Jouer au bridge est amusant, mais cela peut aussi être très compétitif et extrêmement stressant. Un tournoi de bridge implique généralement des dizaines ou des dizaines de mains contre d’autres paires ou équipes. Chaque combat manuel nécessite votre engagement et votre attention totales. Perdre sa concentration ou faire une mauvaise erreur peut avoir des conséquences désastreuses. La chance peut aller dans votre sens ou contre vous. Mentalement, vous devez être capable de faire face aux revers ainsi qu’aux succès. Dans le domaine militaire, ces exigences et pressions sont exponentiellement plus élevées, et les conséquences d’un échec souvent fatales.

Il est évident qu’aucun plan de bataille ne survit jamais au contact avec l’ennemi. De même, au bridge, vous devez constamment ajuster vos plans à mesure que de plus en plus d’informations sur les cartes détenues par chaque joueur apparaissent. Une technique de bridge connexe dérive directement des tactiques militaires. « Echeloning » implique de séquencer votre jeu de sorte que si une voie vers le succès ne fonctionne pas, vous conservez la possibilité d’en essayer une autre.

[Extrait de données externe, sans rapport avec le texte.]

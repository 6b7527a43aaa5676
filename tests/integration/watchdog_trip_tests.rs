//! End-to-end watchdog trip: a child that floods its log with
//! unreachable-network errors is auto-terminated, and the next `state`
//! records the drop in the log footer.

use std::time::Duration;

use serde_json::{json, Value};

use super::test_helpers::{
    install_binary, send_command, start_daemon, test_base, wait_for_running, write_conf,
    NOISY_BINARY,
};

#[tokio::test]
async fn sustained_network_errors_terminate_the_tunnel() {
    let (base, config) = test_base();
    install_binary(&config, NOISY_BINARY);
    write_conf(&config, "c.conf");
    let daemon = start_daemon(base, config).await;

    let up = send_command(daemon.addr, "spin_up:c\n").await;
    assert_eq!(up["error"], Value::Null, "unexpected reply: {up}");
    let log_file = up["result"]["log_file"].as_str().expect("log path").to_owned();

    // The stand-in prints five matching lines about a second in; the
    // watchdog should SIGTERM the group and the next probes observe death.
    wait_for_running(daemon.addr, false, Duration::from_secs(15)).await;

    let contents = std::fs::read_to_string(&log_file).expect("read log");
    assert!(
        contents.contains("Shutdown Method: Network drop detected - auto-terminated"),
        "footer must record the network drop; log was:\n{contents}"
    );
    assert!(contents.contains("End of log"));

    // The supervisor is idle again and accepts a fresh session.
    let state = send_command(daemon.addr, "state:\n").await;
    assert_eq!(state["result"]["running"], json!(false));
    assert_eq!(state["result"]["log_file"], json!(log_file));
}
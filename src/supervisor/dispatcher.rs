//! Command parsing, validation, and serialized execution.
//!
//! A single mutex serializes all command execution, so at most one command
//! is in flight at any time and lifecycle state is observable only at
//! command boundaries. The protocol is low-rate and commands are short, so
//! holding the mutex across the startup probe and termination wait is an
//! accepted trade-off for the simplicity of mutual exclusion.
//!
//! Request grammar: `CMD:ARG1,ARG2,...\n` — the colon is mandatory even
//! without arguments. Every reply is a single JSON object with the keys
//! `CMD`, `result`, and `error`, all always present.

use std::sync::Arc;
use std::time::Duration;

use chrono::{DateTime, Utc};
use serde::Serialize;
use serde_json::{json, Value};
use tokio::sync::Mutex;
use tracing::{info, warn};

use crate::audit::{AuditCategory, AuditSink};
use crate::binary::BinaryLocator;
use crate::config::DaemonConfig;
use crate::confs::ConfStore;
use crate::supervisor::child::ChildProcess;
use crate::supervisor::session_log::SessionLog;
use crate::supervisor::state_machine::{LifecycleState, StateMachine};
use crate::supervisor::watchdog::NetworkWatchdog;
use crate::{DaemonError, Result};

/// Structured reply for one command.
///
/// `result` and `error` are mutually exclusive; both keys are always
/// serialized, as clients key on their presence.
#[derive(Debug, Clone, Serialize)]
pub struct Reply {
    /// Echoed command name, or `unknown` for unparseable lines.
    #[serde(rename = "CMD")]
    pub cmd: String,
    /// Command result object on success, null on error.
    pub result: Option<Value>,
    /// Human-readable message on failure, null on success.
    pub error: Option<String>,
}

impl Reply {
    pub(crate) fn ok(cmd: &str, result: Value) -> Self {
        Self {
            cmd: cmd.to_owned(),
            result: Some(result),
            error: None,
        }
    }

    pub(crate) fn err(cmd: &str, message: impl Into<String>) -> Self {
        Self {
            cmd: cmd.to_owned(),
            result: None,
            error: Some(message.into()),
        }
    }

    /// Serialize to a single wire line (without the trailing newline).
    #[must_use]
    pub fn to_line(&self) -> String {
        serde_json::to_string(self).unwrap_or_else(|_| {
            r#"{"CMD":"unknown","result":null,"error":"reply serialization failed"}"#.to_owned()
        })
    }
}

/// State bundle for one child lifetime.
struct Session {
    config_name: String,
    started_at: DateTime<Utc>,
    child: ChildProcess,
}

/// Parses command lines and executes them against the lifecycle state.
///
/// Only the dispatcher installs or drops the session; the watchdog holds
/// just enough of a back-reference (pid, log path, flags) to signal the
/// process group, never ownership.
pub struct Dispatcher {
    config: Arc<DaemonConfig>,
    state: StateMachine,
    confs: ConfStore,
    binary: BinaryLocator,
    log: SessionLog,
    audit: Option<Arc<dyn AuditSink>>,
    session: Mutex<Option<Session>>,
}

impl Dispatcher {
    /// Construct a dispatcher over the directory layout in `config`.
    #[must_use]
    pub fn new(config: Arc<DaemonConfig>, audit: Option<Arc<dyn AuditSink>>) -> Self {
        let confs = ConfStore::new(config.configs_dir());
        let binary = BinaryLocator::new(config.binary_path());
        let log = SessionLog::new(config.logs_dir(), config.configs_dir());
        Self {
            config,
            state: StateMachine::new(),
            confs,
            binary,
            log,
            audit,
            session: Mutex::new(None),
        }
    }

    /// Current lifecycle state, read without blocking.
    #[must_use]
    pub fn lifecycle(&self) -> LifecycleState {
        self.state.state()
    }

    /// Parse and execute one command line, producing a structured reply.
    ///
    /// Serialized: concurrent callers queue on an internal mutex and
    /// observe each other's effects only at command boundaries. All errors
    /// become structured replies; nothing propagates past this point.
    pub async fn execute(&self, raw: &str) -> Reply {
        let mut session = self.session.lock().await;

        self.audit_record(AuditCategory::Cmd, raw.trim_end_matches(['\r', '\n']));
        let reply = match parse_line(raw) {
            Err(err) => Reply::err("unknown", err.to_string()),
            Ok((cmd, args)) => match self.run_command(&mut session, cmd, &args).await {
                Ok(value) => Reply::ok(cmd, value),
                Err(err) => Reply::err(cmd, err.to_string()),
            },
        };
        match &reply.error {
            Some(err) => self.audit_record(AuditCategory::Error, &format!("{}: {err}", reply.cmd)),
            None => self.audit_record(AuditCategory::Success, &reply.cmd),
        }

        reply
    }

    /// Terminate any live session and finalize its log.
    ///
    /// Invoked on supervisor shutdown; uses the same escalation as
    /// `spin_down`. Safe to call more than once — after the first call the
    /// session is gone and the rest is a no-op.
    pub async fn shutdown(&self) {
        let mut session = self.session.lock().await;
        let Some(mut active) = session.take() else {
            return;
        };

        info!(config = %active.config_name, "terminating live session on shutdown");
        if self.state.state() == LifecycleState::Running {
            let _ = self.state.transition_to(LifecycleState::Stopping);
        }

        let method = active.child.terminate().await;
        self.log.finalize(&method);
        let _ = self.state.transition_to(LifecycleState::Idle);
        self.audit_record(
            AuditCategory::Action,
            &format!("Session terminated on shutdown: {method}"),
        );
    }

    async fn run_command(
        &self,
        session: &mut Option<Session>,
        cmd: &str,
        args: &[&str],
    ) -> Result<Value> {
        match cmd {
            "spin_up" => {
                let name = args.first().ok_or_else(|| {
                    DaemonError::MissingArgument(
                        "Not enough args: spin_up requires config name".into(),
                    )
                })?;
                self.handle_spin_up(session, name).await
            }
            "spin_down" => self.handle_spin_down(session).await,
            "state" => self.handle_state(session).await,
            "available_confs" => self.handle_available_confs(),
            "whoami" => Ok(Self::handle_whoami()),
            other => Err(DaemonError::UnknownCommand(format!(
                "Unknown command: {other}"
            ))),
        }
    }

    async fn handle_spin_up(
        &self,
        session: &mut Option<Session>,
        config_name: &str,
    ) -> Result<Value> {
        if self.state.state() != LifecycleState::Idle {
            let mut msg = "WireProxy is already running".to_owned();
            if let Some(active) = session.as_ref() {
                msg.push_str(" with config: ");
                msg.push_str(&active.config_name);
            }
            return Err(DaemonError::AlreadyRunning(msg));
        }

        let normalized = ConfStore::normalize_name(config_name);
        if !self.confs.exists(&normalized) {
            return Err(DaemonError::ConfigNotFound(format!(
                "Configuration not found: {normalized}"
            )));
        }

        if !self.state.transition_to(LifecycleState::Starting) {
            return Err(DaemonError::Transition(
                "Failed to transition to STARTING state".into(),
            ));
        }
        self.audit_transition(LifecycleState::Idle, LifecycleState::Starting);

        let version = self.binary.version().await;

        let log_path = match self.log.create(&normalized, &version) {
            Ok(path) => path,
            Err(err) => {
                self.abort_startup(session, None);
                return Err(err);
            }
        };

        let log_handle = match self.log.handle() {
            Ok(handle) => handle,
            Err(err) => {
                self.abort_startup(session, Some("Error during startup"));
                return Err(err);
            }
        };

        let mut child = ChildProcess::new(
            self.binary.path().to_path_buf(),
            Duration::from_millis(self.config.term_grace_ms),
            Duration::from_millis(self.config.term_poll_ms),
        );
        let config_path = self.confs.path_of(&normalized);
        if let Err(err) = child.spawn(&config_path, log_handle) {
            warn!(%err, config = %normalized, "tunnel spawn failed");
            self.abort_startup(session, Some("Spawn failed"));
            return Err(DaemonError::Spawn("Failed to spawn WireProxy process".into()));
        }

        // Give the child a moment to parse its config and settle before the
        // probe decides whether startup worked.
        tokio::time::sleep(Duration::from_millis(self.config.startup_probe_ms)).await;

        if !child.is_alive() {
            let failed_log = self.log.current_path();
            self.abort_startup(session, Some("Process died during startup"));
            return Err(DaemonError::StartupFailed(format!(
                "WireProxy failed to start. Check log: {}",
                failed_log.display()
            )));
        }

        let watchdog = NetworkWatchdog::new(
            log_path.clone(),
            child.pid(),
            self.config.watchdog.error_threshold,
            Duration::from_millis(self.config.watchdog.poll_interval_ms),
            Duration::from_millis(self.config.watchdog.startup_delay_ms),
        )
        .spawn();
        child.attach_watchdog(watchdog);

        let pid = child.pid();
        *session = Some(Session {
            config_name: normalized.clone(),
            started_at: Utc::now(),
            child,
        });

        if !self.state.transition_to(LifecycleState::Running) {
            warn!("lifecycle refused Starting -> Running");
        }
        self.audit_transition(LifecycleState::Starting, LifecycleState::Running);
        info!(pid, config = %normalized, "tunnel session started");

        Ok(json!({
            "status": "running",
            "config": normalized,
            "pid": pid,
            "log_file": log_path.display().to_string(),
        }))
    }

    async fn handle_spin_down(&self, session: &mut Option<Session>) -> Result<Value> {
        if self.state.state() != LifecycleState::Running || session.is_none() {
            return Err(DaemonError::NotRunning("WireProxy is not running".into()));
        }

        if !self.state.transition_to(LifecycleState::Stopping) {
            return Err(DaemonError::Transition(
                "Failed to transition to STOPPING state".into(),
            ));
        }
        self.audit_transition(LifecycleState::Running, LifecycleState::Stopping);

        let Some(mut active) = session.take() else {
            // Unreachable given the check above; fail safe back to idle.
            let _ = self.state.transition_to(LifecycleState::Idle);
            return Err(DaemonError::NotRunning("WireProxy is not running".into()));
        };

        let prev_config = active.config_name.clone();
        let log_path = self.log.current_path();

        let method = active.child.terminate().await;
        self.log.finalize(&method);
        let _ = self.state.transition_to(LifecycleState::Idle);
        self.audit_transition(LifecycleState::Stopping, LifecycleState::Idle);

        let uptime_secs = Utc::now()
            .signed_duration_since(active.started_at)
            .num_seconds();
        info!(config = %prev_config, uptime_secs, method, "tunnel session stopped");

        Ok(json!({
            "status": "stopped",
            "previous_config": prev_config,
            "log_file": log_path.display().to_string(),
        }))
    }

    async fn handle_state(&self, session: &mut Option<Session>) -> Result<Value> {
        self.reap_if_dead(session).await;

        if self.state.state() == LifecycleState::Running {
            if let Some(active) = session.as_ref() {
                return Ok(json!({
                    "running": true,
                    "config": active.config_name,
                    "pid": active.child.pid(),
                    "log_file": self.log.current_path().display().to_string(),
                }));
            }
        }

        let last_log = self.log.current_path();
        let log_value = if last_log.as_os_str().is_empty() {
            Value::Null
        } else {
            Value::String(last_log.display().to_string())
        };
        Ok(json!({
            "running": false,
            "config": null,
            "pid": null,
            "log_file": log_value,
        }))
    }

    fn handle_available_confs(&self) -> Result<Value> {
        let configs = self.confs.list()?;
        Ok(json!({
            "count": configs.len(),
            "configs": configs,
        }))
    }

    fn handle_whoami() -> Value {
        json!({
            "version": env!("CARGO_PKG_VERSION"),
            "implementation": "Rust",
        })
    }

    /// Lazy cleanup: if the child died while nominally running, reap it,
    /// finalize the log with the appropriate reason, and return to idle.
    async fn reap_if_dead(&self, session: &mut Option<Session>) {
        if self.state.state() != LifecycleState::Running {
            return;
        }

        let reason = {
            let Some(active) = session.as_mut() else {
                return;
            };
            if active.child.is_alive() {
                return;
            }
            if active.child.has_network_drop() {
                "Network drop detected - auto-terminated"
            } else {
                "Process died unexpectedly"
            }
        };

        let Some(mut active) = session.take() else {
            return;
        };
        active.child.stop_watchdog().await;
        self.log.finalize(reason);
        let _ = self.state.transition_to(LifecycleState::Idle);
        self.audit_transition(LifecycleState::Running, LifecycleState::Idle);
        self.audit_record(AuditCategory::Action, reason);
        info!(config = %active.config_name, reason, "tunnel process exited");
    }

    /// Fail-safe unwind for `spin_up` errors: finalize a possibly-open log,
    /// drop any session, and revert to idle before replying.
    fn abort_startup(&self, session: &mut Option<Session>, finalize_reason: Option<&str>) {
        if let Some(reason) = finalize_reason {
            self.log.finalize(reason);
        }
        *session = None;
        let _ = self.state.transition_to(LifecycleState::Idle);
        self.audit_transition(LifecycleState::Starting, LifecycleState::Idle);
    }

    fn audit_record(&self, category: AuditCategory, message: &str) {
        if let Some(audit) = self.audit.as_ref() {
            if let Err(err) = audit.record(category, message) {
                warn!(%err, "audit write failed");
            }
        }
    }

    fn audit_transition(&self, from: LifecycleState, to: LifecycleState) {
        self.audit_record(AuditCategory::State, &format!("{from:?} -> {to:?}"));
    }
}

/// Split a raw line into the command name and its trimmed, non-empty
/// arguments. The trailing newline belongs to the framing, not the last
/// argument.
fn parse_line(raw: &str) -> Result<(&str, Vec<&str>)> {
    let colon = raw
        .find(':')
        .ok_or_else(|| DaemonError::Parse("Parsing error: colon not found".into()))?;

    let cmd = &raw[..colon];
    let args = raw[colon + 1..]
        .trim_end_matches('\n')
        .split(',')
        .map(str::trim)
        .filter(|arg| !arg.is_empty())
        .collect();
    Ok((cmd, args))
}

Pendant la guerre d’Ukraine, il y a eu quelques ajustements notables aux plans de bataille. N’ayant pas réussi à vaincre l’Ukraine par la tempête, les Russes se sont retirés de la périphérie de Kiev et se sont concentrés sur la conquête du sud et de l’est de l’Ukraine.

Lourdement dépassés par les Russes, les Ukrainiens ont utilisé leurs effectifs supérieurs pour lancer une série de contre-offensives. Ces actions étaient coûteuses, mais les Russes ont été forcés de battre en retraite à Kharkiv et Kherson. En réponse, Poutine a annoncé la mobilisation de 300 000 réservistes et annexé à la Fédération de Russie les zones occupées par ses armées.

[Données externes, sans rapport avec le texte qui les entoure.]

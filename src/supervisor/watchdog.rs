//! Passive log-tailing watchdog for sustained network failure.
//!
//! Tails the session log from end-of-file and counts consecutive lines
//! matching known unrecoverable network errors. A single spurious line is
//! tolerated: any ordinary line resets the counter, while `ERROR:`-prefixed
//! lines of other varieties leave it untouched, biasing the detector toward
//! genuinely sustained failure. On trip the watchdog flags the session and
//! SIGTERMs the child's process group; the supervisor notices the death
//! lazily on its next probe.

use std::io::SeekFrom;
use std::path::PathBuf;
use std::sync::atomic::{AtomicBool, Ordering};
use std::sync::Arc;
use std::time::Duration;

use tokio::fs::File;
use tokio::io::{AsyncBufReadExt, AsyncSeekExt, BufReader};
use tokio::task::JoinHandle;
use tokio_util::sync::CancellationToken;
use tracing::{debug, warn};

use super::child::{signal_group, GroupSignal};

/// Log substrings that indicate the tunnel has lost its network path.
const NETWORK_ERROR_PATTERNS: [&str; 2] =
    ["network is unreachable", "can't assign requested address"];

/// Builder for a per-session log watchdog.
///
/// Call [`spawn`](Self::spawn) to start the background tail task.
pub struct NetworkWatchdog {
    log_path: PathBuf,
    child_pid: i32,
    threshold: u32,
    poll_interval: Duration,
    startup_delay: Duration,
}

impl NetworkWatchdog {
    /// Construct a watchdog over `log_path` guarding the process group
    /// `child_pid` (does not start the tail yet).
    #[must_use]
    pub fn new(
        log_path: PathBuf,
        child_pid: i32,
        threshold: u32,
        poll_interval: Duration,
        startup_delay: Duration,
    ) -> Self {
        Self {
            log_path,
            child_pid,
            threshold,
            poll_interval,
            startup_delay,
        }
    }

    /// Spawn the background tail task and return a handle for controlling it.
    #[must_use]
    pub fn spawn(self) -> WatchdogHandle {
        let drop_flag = Arc::new(AtomicBool::new(false));
        let cancel = CancellationToken::new();

        let task = tokio::spawn(Self::run(
            self.log_path,
            self.child_pid,
            self.threshold,
            self.poll_interval,
            self.startup_delay,
            Arc::clone(&drop_flag),
            cancel.clone(),
        ));

        WatchdogHandle {
            drop_flag,
            cancel,
            join_handle: Some(task),
        }
    }

    /// Core tail loop.
    async fn run(
        log_path: PathBuf,
        child_pid: i32,
        threshold: u32,
        poll_interval: Duration,
        startup_delay: Duration,
        drop_flag: Arc<AtomicBool>,
        cancel: CancellationToken,
    ) {
        // Let the log be created and the first lines land before tailing.
        tokio::select! {
            () = cancel.cancelled() => return,
            () = tokio::time::sleep(startup_delay) => {}
        }

        let mut file = match File::open(&log_path).await {
            Ok(file) => file,
            Err(err) => {
                // Absence of a tail is not fatal to the session.
                debug!(%err, path = %log_path.display(), "log tail unavailable");
                return;
            }
        };
        if let Err(err) = file.seek(SeekFrom::End(0)).await {
            debug!(%err, path = %log_path.display(), "log tail seek failed");
            return;
        }

        let mut reader = BufReader::new(file);
        let mut line = String::new();
        let mut consecutive: u32 = 0;

        loop {
            if cancel.is_cancelled() {
                debug!("watchdog cancelled");
                return;
            }

            match reader.read_line(&mut line).await {
                // End of file, or a partial line still being written: wait
                // for the child to produce more output. `read_line` appends,
                // so a partial line keeps accumulating until its newline.
                Ok(0) => {
                    tokio::select! {
                        () = cancel.cancelled() => return,
                        () = tokio::time::sleep(poll_interval) => {}
                    }
                }
                Ok(_) if line.ends_with('\n') => {
                    consecutive = observe_line(&line, consecutive);
                    line.clear();
                    if consecutive >= threshold {
                        drop_flag.store(true, Ordering::SeqCst);
                        warn!(
                            pid = child_pid,
                            consecutive, "sustained network errors, terminating tunnel process"
                        );
                        signal_group(child_pid, GroupSignal::Terminate);
                        return;
                    }
                }
                Ok(_) => {
                    tokio::select! {
                        () = cancel.cancelled() => return,
                        () = tokio::time::sleep(poll_interval) => {}
                    }
                }
                Err(err) => {
                    debug!(%err, "log tail read failed");
                    return;
                }
            }
        }
    }
}

/// Update the consecutive-match counter for one complete log line.
fn observe_line(line: &str, consecutive: u32) -> u32 {
    let lower = line.to_lowercase();
    if NETWORK_ERROR_PATTERNS
        .iter()
        .any(|pattern| lower.contains(pattern))
    {
        return consecutive + 1;
    }
    // Other error varieties keep the streak; ordinary output breaks it.
    if line.trim_start().starts_with("ERROR:") {
        consecutive
    } else {
        0
    }
}

/// Handle returned from [`NetworkWatchdog::spawn`] for controlling the tail.
#[derive(Debug)]
pub struct WatchdogHandle {
    drop_flag: Arc<AtomicBool>,
    cancel: CancellationToken,
    join_handle: Option<JoinHandle<()>>,
}

impl WatchdogHandle {
    /// Whether the watchdog detected a sustained network drop.
    #[must_use]
    pub fn network_drop(&self) -> bool {
        self.drop_flag.load(Ordering::SeqCst)
    }

    /// Signal the tail to stop and wait for it to exit.
    pub async fn stop(&mut self) {
        self.cancel.cancel();
        if let Some(handle) = self.join_handle.take() {
            let _ = handle.await;
        }
    }
}

impl Drop for WatchdogHandle {
    /// Cancel the background tail task when the handle is dropped.
    fn drop(&mut self) {
        self.cancel.cancel();
    }
}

L’expérience a enseigné aux Ukrainiens que la concentration de leurs forces avant d’attaquer les rendait très vulnérables aux frappes aériennes, d’artillerie et de missiles russes. Ils ont donc aminci leurs colonnes et présenté aux Russes trop de cibles à attaquer à la fois – une tactique que les Russes contrent maintenant en utilisant des « drones suicides » d’origine iranienne conçus pour attaquer des cibles plus petites.

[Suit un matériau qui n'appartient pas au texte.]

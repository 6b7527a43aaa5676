//! Per-session log file with fixed header and footer blocks.
//!
//! One log file exists per tunnel session, named
//! `<unix_seconds>_<config_stem>.log`. The supervisor writes the header on
//! creation and the footer on finalization; everything in between is the
//! child's own output, written through the inherited handle. The file name
//! and the header/footer layout are read by operator tooling, so both are
//! stable contracts.

use std::fs::File;
use std::io::Write;
use std::path::PathBuf;
use std::sync::Mutex;

use chrono::{Local, Utc};
use tracing::warn;

use crate::{DaemonError, Result};

const RULE: &str =
    "================================================================================";

#[derive(Debug, Default)]
struct LogState {
    file: Option<File>,
    current_path: PathBuf,
}

/// Creates, hands out, and finalizes the active session log.
///
/// All writes by the supervisor are serialized by an internal lock. The
/// child holds its own duplicated handle and writes independently.
#[derive(Debug)]
pub struct SessionLog {
    logs_dir: PathBuf,
    configs_dir: PathBuf,
    state: Mutex<LogState>,
}

impl SessionLog {
    /// Construct a session log rooted at `logs_dir`.
    ///
    /// `configs_dir` is only used to render the `Configuration File:` header
    /// line; the log never reads the configuration itself.
    #[must_use]
    pub fn new(logs_dir: PathBuf, configs_dir: PathBuf) -> Self {
        Self {
            logs_dir,
            configs_dir,
            state: Mutex::new(LogState::default()),
        }
    }

    /// Create a timestamped log file and write the header.
    ///
    /// Any previously open log is closed first. Returns the new path.
    ///
    /// # Errors
    ///
    /// Returns `DaemonError::LogIo` if the file cannot be created or the
    /// header cannot be written.
    pub fn create(&self, config_name: &str, version: &str) -> Result<PathBuf> {
        let mut state = self.lock();

        // Drop any stale handle before allocating the new file.
        state.file = None;

        let now = Local::now();
        let unix = Utc::now().timestamp();
        let stem = config_name.strip_suffix(".conf").unwrap_or(config_name);
        let path = self.logs_dir.join(format!("{unix}_{stem}.log"));

        let mut file = File::create(&path).map_err(|err| {
            DaemonError::LogIo(format!("Failed to create log file: {}: {err}", path.display()))
        })?;

        let header = format!(
            "{RULE}\n\
             WireProxy Server Log\n\
             {RULE}\n\
             Start Time: {start}\n\
             Unix Timestamp: {unix}\n\
             Configuration: {config_name}\n\
             WireProxy Version: {version}\n\
             Configuration File: {config_file}\n\
             \n\
             Process Output:\n\
             {RULE}\n",
            start = now.format("%Y-%m-%d %H:%M:%S"),
            config_file = self.configs_dir.join(config_name).display(),
        );
        file.write_all(header.as_bytes())
            .and_then(|()| file.flush())
            .map_err(|err| {
                DaemonError::LogIo(format!(
                    "Failed to write log header: {}: {err}",
                    path.display()
                ))
            })?;

        state.file = Some(file);
        state.current_path = path.clone();
        Ok(path)
    }

    /// Duplicate the live handle for inheritance as a child's stdout/stderr.
    ///
    /// # Errors
    ///
    /// Returns `DaemonError::LogIo` if no log is open or the descriptor
    /// cannot be duplicated.
    pub fn handle(&self) -> Result<File> {
        let state = self.lock();
        let file = state
            .file
            .as_ref()
            .ok_or_else(|| DaemonError::LogIo("No log file is currently open".into()))?;
        file.try_clone()
            .map_err(|err| DaemonError::LogIo(format!("Failed to duplicate log handle: {err}")))
    }

    /// Path of the active log, or the last finalized one.
    ///
    /// Empty until the first `create`. Finalization does not clear it, so
    /// `state` replies can keep pointing at the most recent session log.
    #[must_use]
    pub fn current_path(&self) -> PathBuf {
        self.lock().current_path.clone()
    }

    /// Whether a log file is currently open.
    #[must_use]
    pub fn is_open(&self) -> bool {
        self.lock().file.is_some()
    }

    /// Write the teardown footer and close the file.
    ///
    /// Idempotent no-op when no log is open. Footer write failures are
    /// logged and the handle is closed regardless; there is no caller that
    /// could meaningfully recover at this point in a teardown.
    pub fn finalize(&self, reason: &str) {
        let mut state = self.lock();
        let Some(mut file) = state.file.take() else {
            return;
        };

        let now = Local::now();
        let unix = Utc::now().timestamp();
        let footer = format!(
            "\n\
             {RULE}\n\
             WireProxy Server Teardown\n\
             {RULE}\n\
             Stop Time: {stop}\n\
             Unix Timestamp: {unix}\n\
             Status: Initiating shutdown\n\
             Shutdown Method: {reason}\n\
             Final Status: Process terminated\n\
             {RULE}\n\
             End of log\n\
             {RULE}\n",
            stop = now.format("%Y-%m-%d %H:%M:%S"),
        );

        if let Err(err) = file.write_all(footer.as_bytes()).and_then(|()| file.flush()) {
            warn!(%err, path = %state.current_path.display(), "failed to write log footer");
        }
        // Dropping the handle closes the supervisor's side; the child may
        // still hold its inherited descriptor until it exits.
    }

    fn lock(&self) -> std::sync::MutexGuard<'_, LogState> {
        self.state
            .lock()
            .unwrap_or_else(std::sync::PoisonError::into_inner)
    }
}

Dans le monde du bridge, ce type de coupe et de poussée est particulièrement répandu dans la partie enchère du jeu qui se déroule avant que les cartes ne soient jouées. Les joueurs échangent des informations codées avec leurs partenaires sur les mains de l’autre tout en essayant de perturber l’échange d’informations des adversaires. Ces batailles d’enchères prédéterminent souvent le résultat d’une main, tout comme le déploiement et la disposition corrects des troupes le font en temps de guerre.

La psychologie et la tromperie sont aussi importantes dans le bridge que dans la guerre. Le déterminant clé de la guerre en Ukraine est la puissance de feu – le nombre d’avions, de chars, de canons et de roquettes dont dispose chaque partie. Mais la désinformation et le masquage des forces et faiblesses relatives et de l’emplacement des ressources clés sont également importants. Le moral est également extrêmement important. Un moral bas conduit à des manques de concentration, à des erreurs non forcées et à un manque de détermination. Il en va de même pour le bridge.

Poutine, Zelensky et leurs équipes ont des choses meilleures et beaucoup plus importantes à faire que de jouer aux cartes, bien sûr. Mais s’ils se retrouvent à le faire, ils peuvent découvrir des ressemblances troublantes entre le jeu de cartes ultime et l’épreuve suprême de la guerre.